Begin by opening your image and applying any necessary edits, including, if necessary, sharpening, as this definitely has to be done before we add our tilt-shift effect.
Select the gradient tool from the toolbar, and set the preset from the drop-down menu on the top bar to the first preset, Foreground to Background and choose the fourth style, reflective gradient. Ensure that dither, reverse and transparency are unchecked. Hit D to set your background colour back to black and hit Q to turn on Quick Mask mode (you will notice that the layer mask icon in the toolbar will change).
Drag a line to determine where you want your gradient to be. Do note that the gradient emerges horizontally if you create a vertical line, and vice versa so plan the line accordingly. You now have your gradient. You can fine tune this in Quick mask mode using the brush tool set to black to add to the selection, and to white to subtract from it.
Hit Q to exit Quick Mask mode and you will see your selection in the usual “marching ants” style. Go to window > Channels to access the channel palette.

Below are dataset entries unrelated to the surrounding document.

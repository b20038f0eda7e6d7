use log::trace;

use crate::events::{pairs, CandidateEvents, EventKind, EventTable, JunctionAggregator};
use crate::graph::ItemId;
use crate::types::Direction::{Downstream, Upstream};

impl JunctionAggregator {
    /// Skipped-exon events: `exon1 -> exon2 -> exon3` with a junction from
    /// exon1 straight to exon3.
    ///
    /// Columns: `exon1, exon2, exon3, junction12, junction23, junction13, event_id`.
    pub fn skipped_exon(&self) -> EventTable {
        let events = self.collect_events(EventKind::SkippedExon, |exon1, acc| {
            self.check_exon_in_se_event(exon1, acc)
        });
        self.to_table(EventKind::SkippedExon, events)
    }

    /// Record every skipped-exon event that starts at `exon1`.
    pub(crate) fn check_exon_in_se_event(&self, exon1: ItemId, events: &mut CandidateEvents) {
        let g = self.graph();

        let mut exon23s = g.walk(exon1, &[Upstream, Upstream]);
        exon23s.remove(&exon1);

        for (a, b) in pairs(&exon23s) {
            let Some((exon2, exon3)) = self.ordered_pair(a, b) else {
                continue;
            };

            // exon2 has to connect straight to exon3
            let junction23 = g.common(exon2, Upstream, exon3, Downstream);
            if junction23.is_empty() {
                trace!("no junction between {} and {}", self.name(exon2), self.name(exon3));
                continue;
            }

            let exons = vec![exon1, exon2, exon3];
            if !self.is_ordered_chain(&exons) {
                trace!("{} is not upstream of {}", self.name(exon1), self.name(exon2));
                continue;
            }

            // isoform 2 (inclusion of exon2)
            let junction12 = g.common(exon1, Upstream, exon2, Downstream);
            // isoform 1 (exclusion of exon2)
            let junction13 = g.common(exon1, Upstream, exon3, Downstream);

            events.insert(exons, vec![junction12, junction23, junction13]);
        }
    }
}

Click the save selection as channel icon, and channel Alpha 1 will be created. Click on it to view your alpha channel, and the selection will be shown as black. Tidy any areas that you painted over to ensure it is uniform, and click on the RGB channel to view the image normally.
Open your layer palette and create a new layer. This will be your tilt-shift blur layer. Go to filter > blur > lens blur and select Alpha 1 from the source drop-down. This adds the tilt-shift effect in the style you designed it. Raise the blur radius to add more blur to your satifaction.
If you want to add more blur to the extremities of the shot, hit Ctrl+J to copy the layer, Hit Q to enter quick mask mode, use the brush tool to select the areas where you want more blur, and open the channels pallete again, and repeat the earlier process, to create Alpha 2. Hit Q to exit quick mode again, and add more blur by visiting filter > blur > lens blur and choosing Alpha 2 as the source.
Last time, the blur focal distance remained at 0, but this time drag it up to 255 to blur the selection as opposed to preserving it’s sharpness. Then hit OK once you are happy.
If you want to brush up the colour a little, you can merge all the layers together using Ctrl/Cmd+Shift+Alt+E command. This will create a merged layer. Change the blend mode by choosing a mode that suits your image, overlay may be suitable. If it’s too strong, lower the layer opacity.